Il faudra, avec beaucoup d’efforts de la part de tous les acteurs, durement travailler pour mettre en place ce cercle vertueux, possible, mais non automatique.

3. Cependant, si vous me permettez ce jugement, nous pensons que les réflexions du BIT se basent, du moins à l’heure actuelle, trop exclusivement sur une approche d’éthique ou de morale. Ces valeurs constituent indéniablement la base – indispensable – de nos réflexions  portant sur une remise en cause de la nature et de la finalité de l’économie. Il faudra cependant traduire cette approche éthique par des démarches politiques et juridiques concrètes.

Nous étions tous fiers en adoptant, à 175, la Déclaration de 1998. Dans une certaine mesure cette fierté était justifiée. Mais il faudra bien voir que nous avons achevé par-là un strict minimum; ce n’est qu’un début timide. Il faudra maintenant garder le momentum, non seulement par le biais des rapports prévus dans la Déclaration, mais en mettant régulièrement à l’ordre du jour de cette Conférence le renforcement, l’élargissement, quant au fond, des droits fondamentaux des travailleurs ainsi que l’amélioration de la procédure de surveillance multilatérale, qui doit devenir de plus en plus contraignante. Nous acceptons bien de telles procédures en matière de politique financière et économique. Pourquoi nous nous y refusons en matière de politique sociale?

Quant au fond, il y a des principes fondamentaux qui doivent être universellement sauvegardés et pour la violation desquels il ne peut y avoir ni excuse, ni prétexte, ni période transitoire.

Nous plaidons donc pour le relèvement urgent du socle de droits sociaux minimaux contraignants au niveau mondial tel qu’il fut adopté en 1998. Nous continuons aussi à plaider pour l’intégration formelle de ces normes sociales dans le commerce mondial et l’institution de processus de surveillance multilatérale aussi contraignants que possible.  Si on parle de travail décent, pour prendre cet exemple, la Communauté internationale devra se donner les règles de fond et de procédure pour garantir aux travailleurs les salaires et aux citoyens les revenus minima qui leur permettent cette vie décente.

4. L’Union européenne l’a bien compris en instituant de telles procédures, d’abord en matière de respect de critères économiques et financiers communs, puis, à partir du Conseil européen de Luxembourg en 1997, et, plus encore à partir du récent Sommet de l’UE à Lisbonne, en matière de politique économique, d’emploi et d’inclusion sociale.

L’UE a dépassé les considérations de pure éthique et a concrètement et juridiquement mis en œuvre cette politique intégrée visant tant l’emploi que la décence de l’emploi.

En Europe nous avons compris que la politique économique et structurelle, la politique de l’emploi et la politique d’inclusion sociale sont les trois côtés nécessairement complémentaires d’un même triangle.

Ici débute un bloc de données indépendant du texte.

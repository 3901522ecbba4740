//! Operator input parsing and selection classification
//!
//! Nothing here touches the console, so every decision the session makes
//! about a line of input can be tested directly.

/// Value a selection takes when the line is not an integer.
pub const MALFORMED_SELECTION: i64 = -1;

/// What a menu selection asks for.
#[derive(Debug, Clone, Copy, PartialEq, Eq)]
pub enum Selection {
    /// Document the catalogue entry with this 1-based index
    Type(usize),
    /// Document every type
    All,
    /// A number past the "print all" entry
    OutOfRange,
    /// Not a number, zero or negative
    Malformed,
}

/// Answer to the `Continue? (Y/N)` prompt.
#[derive(Debug, Clone, Copy, PartialEq, Eq)]
pub enum ContinueAnswer {
    Continue,
    Stop,
}

/// Parse a menu line as an integer, mapping anything else to [`MALFORMED_SELECTION`].
pub fn parse_selection(line: &str) -> i64 {
    line.trim().parse().unwrap_or(MALFORMED_SELECTION)
}

/// Decide what a parsed selection means for a catalogue of `type_count` types.
pub fn classify_selection(input: i64, type_count: usize) -> Selection {
    let print_all = type_count as i64 + 1;
    match input {
        n if n >= 1 && n < print_all => Selection::Type(n as usize),
        n if n == print_all => Selection::All,
        n if n > print_all => Selection::OutOfRange,
        _ => Selection::Malformed,
    }
}

/// `Y` or `N` in either case; `None` for anything else.
pub fn parse_continue_answer(line: &str) -> Option<ContinueAnswer> {
    match line.trim() {
        a if a.eq_ignore_ascii_case("y") => Some(ContinueAnswer::Continue),
        a if a.eq_ignore_ascii_case("n") => Some(ContinueAnswer::Stop),
        _ => None,
    }
}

A cette fin, nous nous sommes fixés ou nous nous fixerons à bref délai au sein de l’UE des objectifs en partie chiffrés ou quantifiés, qui font partie de surveillance multilatérale, voire, en partie, de sanctions. Ces critères et procédures concernent à la fois les aspects économiques et financiers, l’accès à la société de l’information et la lutte contre le chômage et l’exclusion sociale.

Je suis d’accord pour admettre que l’état de développement économique et social des uns et des autres diffère largement. Je pourrai donc accepter des approches taillées sur mesures, mais néanmoins précises et, dans une certaine mesure, contraignantes.

Néanmoins, je maintiens que seule une politique cohérente et volontariste, juridiquement encadrée et visant les trois aspects précités peut nous faire avancer vers un ordre mondial comprenant une économie performante, des démarches actives contre le chômage et en faveur de l’emploi pour tous et une politique efficace contre l’exclusion sociale.

En tout état de cause, nous avons encore le temps de créer ce cercle vertueux, qui, je le souligne encore une fois, ne se fera pas automatiquement. Soyons donc offensifs, moins frileux, en affirmant unanimement le rôle de l’OIT dans la régulation sociale de l’économie mondialisée, et en soutenant d’une seule voix une stratégie intégrée de la globalisation qui fasse profiter, aux niveaux économique et social, le plus grand nombre possible de personnes des bienfaits de cette globalisation.

Monsieur le Président, Mesdames, Messieurs, Che(è)r(e)s collègues, je vous remercie de votre attention.